Related tags Cancer Oncology

Scientists in Israel have developed a new delivery method that
allows the garlic compound allicin to selectively kill cancer
cells, leaving healthy ones intact.

A team at the Weizmann Institute report that they destroyed malignant tumors in mice by using a new, two-step system to deliver allicin straight to the tumor cells.

Allicin is the substance that gives garlic its distinctive aroma and flavour. It is also potent and has been shown to kill not only cancer cells, but also the cells of disease-causing microbes, and even healthy human body cells. A researcher​ in the UK is currently using it to fight the hospital superbug MRSA.

Allicin is also highly unstable and breaks down quickly once ingested. This rapid breakdown and undiscriminating toxicity presented twin hurdles to creating an allicin-based therapy.

Writing in the December issue of Molecular Cancer Therapeutics​ (2003 2: 1295-1301), Dr Aharon Rabinkov and his team discuss an ingenious delivery method that works with the pinpoint accuracy of a smart bomb.

The method parallels the way allicin is synthesized in nature. Not present in whole, unbroken cloves of garlic, allicin is the product of a biochemical reaction between two substances stored apart, the enzyme alliinase and a normally inert chemical called alliin. When the clove is crushed, the membranes separating compartments are ruptured and rapid allicin production follows.

The scientists proposed that if doses of allicin could be repeatedly generated in this way at the site of the tumor, the highest concentration of the toxic molecules would be available for killing cancer cells.

To zero in on the targeted tumor, scientists first injected an antibody, chemically bound to allinase, that is 'programmed' to recognize the tumor's characteristic receptor. In the bloodstream, the antibody seeks out these cells and lodges itself and its passenger enzyme on the tumor cells. The scientists then inject the second component, alliin, at intervals.

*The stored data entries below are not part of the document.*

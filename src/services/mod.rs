pub mod analysis;
pub mod notifier;
pub mod reference_data;
pub mod upload_service;
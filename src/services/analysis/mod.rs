pub mod flow;
pub mod predictor;
pub mod presentation;
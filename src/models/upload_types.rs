use serde::Deserialize;
use std::fmt;

/// A file handed over by the drop zone or file picker.
#[derive(Clone, Deserialize)]
#[serde(rename_all = "camelCase")]
pub struct UploadedFile {
    pub name: String,
    pub media_type: String,
    #[serde(default)]
    pub bytes: Vec<u8>,
}

impl UploadedFile {
    pub fn new(name: impl Into<String>, media_type: impl Into<String>, bytes: Vec<u8>) -> Self {
        Self {
            name: name.into(),
            media_type: media_type.into(),
            bytes,
        }
    }

    /// Same check the browser drop zone applies: the reported type must
    /// start with `image/`.
    pub fn is_image(&self) -> bool {
        self.media_type.starts_with("image/")
    }
}

impl fmt::Debug for UploadedFile {
    fn fmt(&self, f: &mut fmt::Formatter<'_>) -> fmt::Result {
        f.debug_struct("UploadedFile")
            .field("name", &self.name)
            .field("media_type", &self.media_type)
            .field("len", &self.bytes.len())
            .finish()
    }
}
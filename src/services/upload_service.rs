use crate::error::AnalysisError;
use crate::models::upload_types::UploadedFile;
use image::ImageFormat;
use std::path::Path;

const FALLBACK_MEDIA_TYPE: &str = "application/octet-stream";

/// Extensions offered by the native file picker.
pub const PICKER_EXTENSIONS: &[&str] = &["png", "jpg", "jpeg", "tif", "tiff", "webp"];

/// Media type from the extension, then from the leading bytes.
pub fn media_type_for(path: &Path, bytes: &[u8]) -> String {
    ImageFormat::from_path(path)
        .or_else(|_| image::guess_format(bytes))
        .map(|format| format.to_mime_type().to_string())
        .unwrap_or_else(|_| FALLBACK_MEDIA_TYPE.to_string())
}

pub fn read_upload(path: &Path) -> Result<UploadedFile, AnalysisError> {
    let bytes = std::fs::read(path).map_err(|source| AnalysisError::Read {
        path: path.display().to_string(),
        source,
    })?;

    let name = path
        .file_name()
        .unwrap_or_default()
        .to_string_lossy()
        .to_string();
    let media_type = media_type_for(path, &bytes);

    Ok(UploadedFile::new(name, media_type, bytes))
}

/// A drop can carry several files; the first image among them wins.
pub fn select_image(files: Vec<UploadedFile>) -> Result<UploadedFile, AnalysisError> {
    let (file_name, media_type) = files
        .first()
        .map(|f| (f.name.clone(), f.media_type.clone()))
        .unwrap_or_default();

    files
        .into_iter()
        .find(UploadedFile::is_image)
        .ok_or(AnalysisError::InvalidFileType {
            file_name,
            media_type,
        })
}

#[cfg(test)]
mod tests {
    use super::*;
    use std::path::PathBuf;

    const PNG_SIGNATURE: [u8; 8] = [0x89, b'P', b'N', b'G', 0x0D, 0x0A, 0x1A, 0x0A];

    fn temp_file(name: &str, bytes: &[u8]) -> PathBuf {
        let dir = std::env::temp_dir().join(format!("canopy-lens-{}", uuid::Uuid::new_v4()));
        std::fs::create_dir_all(&dir).unwrap();
        let path = dir.join(name);
        std::fs::write(&path, bytes).unwrap();
        path
    }

    #[test]
    fn media_type_comes_from_extension() {
        assert_eq!(media_type_for(Path::new("patch.png"), &[]), "image/png");
        assert_eq!(media_type_for(Path::new("patch.JPG"), &[]), "image/jpeg");
        assert_eq!(media_type_for(Path::new("scene.tiff"), &[]), "image/tiff");
    }

    #[test]
    fn picker_only_offers_accepted_types() {
        for ext in PICKER_EXTENSIONS {
            let path = PathBuf::from(format!("patch.{}", ext));
            let upload = UploadedFile::new("patch", media_type_for(&path, &[]), Vec::new());
            assert!(upload.is_image(), "{} maps to {}", ext, upload.media_type);
        }
    }

    #[test]
    fn picked_file_reads_as_image_upload() {
        let path = temp_file("scene.tif", b"II*\0");
        let upload = read_upload(&path).unwrap();
        std::fs::remove_dir_all(path.parent().unwrap()).ok();

        assert_eq!(upload.media_type, "image/tiff");
        assert!(upload.is_image());
    }

    #[test]
    fn media_type_falls_back_to_sniffing() {
        assert_eq!(media_type_for(Path::new("patch.bin"), &PNG_SIGNATURE), "image/png");
        assert_eq!(
            media_type_for(Path::new("report.pdf"), b"%PDF-1.7"),
            FALLBACK_MEDIA_TYPE
        );
    }

    #[test]
    fn read_upload_tags_file_with_name_and_type() {
        let path = temp_file("patch.png", &PNG_SIGNATURE);
        let upload = read_upload(&path).unwrap();
        std::fs::remove_dir_all(path.parent().unwrap()).ok();

        assert_eq!(upload.name, "patch.png");
        assert_eq!(upload.media_type, "image/png");
        assert_eq!(upload.bytes, PNG_SIGNATURE);
        assert!(upload.is_image());
    }

    #[test]
    fn read_upload_reports_missing_file() {
        let path = std::env::temp_dir().join("canopy-lens-missing/patch.png");
        assert!(matches!(read_upload(&path), Err(AnalysisError::Read { .. })));
    }

    #[test]
    fn select_image_picks_first_image_in_drop() {
        let files = vec![
            UploadedFile::new("notes.txt", "text/plain", Vec::new()),
            UploadedFile::new("a.png", "image/png", Vec::new()),
            UploadedFile::new("b.jpg", "image/jpeg", Vec::new()),
        ];
        assert_eq!(select_image(files).unwrap().name, "a.png");
    }

    #[test]
    fn select_image_rejects_drop_without_images() {
        let files = vec![
            UploadedFile::new("report.pdf", "application/pdf", Vec::new()),
            UploadedFile::new("notes.txt", "text/plain", Vec::new()),
        ];
        match select_image(files) {
            Err(AnalysisError::InvalidFileType {
                file_name,
                media_type,
            }) => {
                assert_eq!(file_name, "report.pdf");
                assert_eq!(media_type, "application/pdf");
            }
            other => panic!("expected InvalidFileType, got {:?}", other),
        }
    }

    #[test]
    fn select_image_rejects_empty_drop() {
        assert!(matches!(
            select_image(Vec::new()),
            Err(AnalysisError::InvalidFileType { .. })
        ));
    }

    #[test]
    fn image_check_is_case_sensitive_prefix() {
        assert!(UploadedFile::new("a", "image/webp", Vec::new()).is_image());
        assert!(!UploadedFile::new("a", "Image/png", Vec::new()).is_image());
        assert!(!UploadedFile::new("a", "", Vec::new()).is_image());
    }
}
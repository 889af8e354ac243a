use crate::error::AnalysisError;
use serde::Deserialize;
use std::path::Path;
use std::time::Duration;

pub const DEFAULT_ANALYSIS_DELAY_MS: u64 = 3000;
pub const SETTINGS_FILE_NAME: &str = "canopy-lens.toml";
const ENV_PREFIX: &str = "CANOPY_LENS";

#[derive(Debug, Clone, PartialEq, Deserialize)]
pub struct Settings {
    /// Simulated analysis time between an accepted upload and its result.
    pub analysis_delay_ms: u64,
    /// Fixes the mock predictor's random stream when set.
    #[serde(default)]
    pub rng_seed: Option<u64>,
}

impl Default for Settings {
    fn default() -> Self {
        Self {
            analysis_delay_ms: DEFAULT_ANALYSIS_DELAY_MS,
            rng_seed: None,
        }
    }
}

impl Settings {
    /// Layers built-in defaults, the optional TOML file at `path`, then
    /// `CANOPY_LENS_*` environment variables. A missing file is skipped.
    pub fn load(path: Option<&Path>) -> Result<Self, AnalysisError> {
        let mut builder = config::Config::builder()
            .set_default("analysis_delay_ms", DEFAULT_ANALYSIS_DELAY_MS as i64)?;

        if let Some(path) = path {
            builder = builder.add_source(config::File::from(path).required(false));
        }

        let settings: Settings = builder
            .add_source(config::Environment::with_prefix(ENV_PREFIX).try_parsing(true))
            .build()?
            .try_deserialize()?;

        tracing::debug!(
            delay_ms = settings.analysis_delay_ms,
            seeded = settings.rng_seed.is_some(),
            "Resolved analysis settings"
        );
        Ok(settings)
    }

    pub fn analysis_delay(&self) -> Duration {
        Duration::from_millis(self.analysis_delay_ms)
    }
}

#[cfg(test)]
mod tests {
    use super::*;
    use std::path::PathBuf;
    use std::sync::{Mutex, MutexGuard, PoisonError};

    // Settings::load reads the process environment; tests that load must not
    // overlap with the one that sets CANOPY_LENS_* variables.
    static ENV_LOCK: Mutex<()> = Mutex::new(());

    fn env_lock() -> MutexGuard<'static, ()> {
        ENV_LOCK.lock().unwrap_or_else(PoisonError::into_inner)
    }

    fn temp_settings_file(contents: &str) -> PathBuf {
        let path = std::env::temp_dir().join(format!("canopy-lens-{}.toml", uuid::Uuid::new_v4()));
        std::fs::write(&path, contents).unwrap();
        path
    }

    #[test]
    fn defaults_match_reference_delay() {
        let settings = Settings::default();
        assert_eq!(settings.analysis_delay(), Duration::from_millis(3000));
        assert_eq!(settings.rng_seed, None);
    }

    #[test]
    fn missing_file_falls_back_to_defaults() {
        let _env = env_lock();
        let path = std::env::temp_dir().join("canopy-lens-does-not-exist.toml");
        let settings = Settings::load(Some(&path)).unwrap();
        assert_eq!(settings.analysis_delay_ms, DEFAULT_ANALYSIS_DELAY_MS);
    }

    #[test]
    fn file_overrides_defaults() {
        let _env = env_lock();
        let path = temp_settings_file("analysis_delay_ms = 250\nrng_seed = 42\n");
        let settings = Settings::load(Some(&path)).unwrap();
        std::fs::remove_file(&path).ok();

        assert_eq!(settings.analysis_delay_ms, 250);
        assert_eq!(settings.rng_seed, Some(42));
    }

    #[test]
    fn malformed_file_is_a_config_error() {
        let _env = env_lock();
        let path = temp_settings_file("analysis_delay_ms = [\n");
        let result = Settings::load(Some(&path));
        std::fs::remove_file(&path).ok();

        assert!(matches!(result, Err(AnalysisError::Config(_))));
    }

    #[test]
    fn environment_overrides_file() {
        let _env = env_lock();
        let path = temp_settings_file("analysis_delay_ms = 250\nrng_seed = 42\n");

        std::env::set_var("CANOPY_LENS_ANALYSIS_DELAY_MS", "500");
        std::env::set_var("CANOPY_LENS_RNG_SEED", "9");
        let result = Settings::load(Some(&path));
        std::env::remove_var("CANOPY_LENS_ANALYSIS_DELAY_MS");
        std::env::remove_var("CANOPY_LENS_RNG_SEED");
        std::fs::remove_file(&path).ok();

        let settings = result.unwrap();
        assert_eq!(settings.analysis_delay_ms, 500);
        assert_eq!(settings.rng_seed, Some(9));
    }
}
use crate::models::reference_types::{
    Hotspot, ModelCard, NdviRange, PreprocessingStep, RegionalLoss, Severity, SpectralBand,
};

pub const MAX_UPLOAD_BYTES: u64 = 10 * 1024 * 1024;

/// Sentinel-2 bands the detection model is described as consuming.
pub const SPECTRAL_BANDS: [SpectralBand; 5] = [
    SpectralBand {
        name: "Band 2 (Blue)",
        wavelength_nm: 490,
        usage: "Water body detection, atmospheric correction",
    },
    SpectralBand {
        name: "Band 3 (Green)",
        wavelength_nm: 560,
        usage: "Vegetation discrimination, peak reflectance",
    },
    SpectralBand {
        name: "Band 4 (Red)",
        wavelength_nm: 665,
        usage: "Chlorophyll absorption, vegetation classification",
    },
    SpectralBand {
        name: "Band 8 (NIR)",
        wavelength_nm: 842,
        usage: "Vegetation health, biomass estimation",
    },
    SpectralBand {
        name: "Band 11 (SWIR)",
        wavelength_nm: 1610,
        usage: "Moisture content, burned area detection",
    },
];

pub const PREPROCESSING_STEPS: [PreprocessingStep; 3] = [
    PreprocessingStep {
        title: "Cloud Masking",
        description: "Automated cloud and shadow detection and removal using QA bands",
    },
    PreprocessingStep {
        title: "Image Resizing",
        description: "Standardization to 256x256 pixels for consistent model input",
    },
    PreprocessingStep {
        title: "Normalization",
        description: "Pixel value scaling to [0, 1] range for optimal model performance",
    },
];

pub const NDVI_SCALE: [NdviRange; 3] = [
    NdviRange {
        min: None,
        max: Some(0.2),
        description: "Bare soil, rock, water - potential deforestation",
    },
    NdviRange {
        min: Some(0.2),
        max: Some(0.5),
        description: "Sparse vegetation, grasslands - monitoring required",
    },
    NdviRange {
        min: Some(0.5),
        max: None,
        description: "Dense vegetation, healthy forests - normal",
    },
];

pub const HOTSPOTS: [Hotspot; 4] = [
    // Amazon
    Hotspot {
        lng: -60.0217,
        lat: -3.1190,
        severity: Severity::High,
        area_km2: 1.2,
    },
    // Borneo
    Hotspot {
        lng: 105.8544,
        lat: -5.4520,
        severity: Severity::Medium,
        area_km2: 0.8,
    },
    // Congo
    Hotspot {
        lng: 24.7706,
        lat: -2.8770,
        severity: Severity::High,
        area_km2: 2.1,
    },
    // Brazil
    Hotspot {
        lng: -52.2297,
        lat: -3.9939,
        severity: Severity::Low,
        area_km2: 0.4,
    },
];

pub const REGIONAL_LOSS: [RegionalLoss; 4] = [
    RegionalLoss {
        region: "Amazon",
        area_km2: 4200,
        year: 2024,
    },
    RegionalLoss {
        region: "Congo",
        area_km2: 2800,
        year: 2024,
    },
    RegionalLoss {
        region: "Borneo",
        area_km2: 1900,
        year: 2024,
    },
    RegionalLoss {
        region: "SE Asia",
        area_km2: 1500,
        year: 2024,
    },
];

pub fn model_card() -> ModelCard {
    ModelCard {
        architecture: "Convolutional Neural Network (CNN)",
        layers: vec![
            "4 Convolutional layers with ReLU activation",
            "Batch normalization and max pooling",
            "Fully connected layers with dropout (0.5)",
            "Output: Binary classification (Deforested / Not Deforested)",
            "Optimizer: Adam with learning rate 0.001",
            "Loss function: Binary cross-entropy",
        ],
        input_shape: [256, 256, SPECTRAL_BANDS.len() as u32],
        training_dataset: "50,000+ labeled satellite patches from global deforestation hotspots",
        accuracy: 94.2,
        precision: 92.8,
        recall: 95.1,
        max_upload_bytes: MAX_UPLOAD_BYTES,
    }
}

/// Hotspots at or above `min`, most severe first.
pub fn hotspots_by_severity(min: Severity) -> Vec<Hotspot> {
    let mut hotspots: Vec<Hotspot> = HOTSPOTS
        .iter()
        .copied()
        .filter(|h| h.severity.rank() >= min.rank())
        .collect();
    hotspots.sort_by(|a, b| b.severity.rank().cmp(&a.severity.rank()));
    hotspots
}

impl Severity {
    fn rank(&self) -> u8 {
        match self {
            Severity::Low => 0,
            Severity::Medium => 1,
            Severity::High => 2,
        }
    }
}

When it encounters the alliinase, the resulting reaction turns the normally inert alliin molecules into lethal allicin molecules, which penetrate and kill the tumor cells. Due to the precise delivery system, neighbouring, healthy cells remain intact.

The researchers write that they succeeded in blocking the growth of gastric tumors in mice using this method. The tumor-inhibiting effects were seen up to the end of the experimental period, long after the internally produced allicin was spent.

This method could work for most types of cancer, as long as a specific antibody can be customized to recognize receptors unique to the cancer cells, add the researchers. The technique could prove invaluable for preventing metastasis following surgery.

"Even though doctors cannot detect where metastatic cells have migrated and lodged themselves, the antibody-alliinase-alliin combination should chase them down and destroy them anywhere in the body,"​ said team member Professor David Mirelman.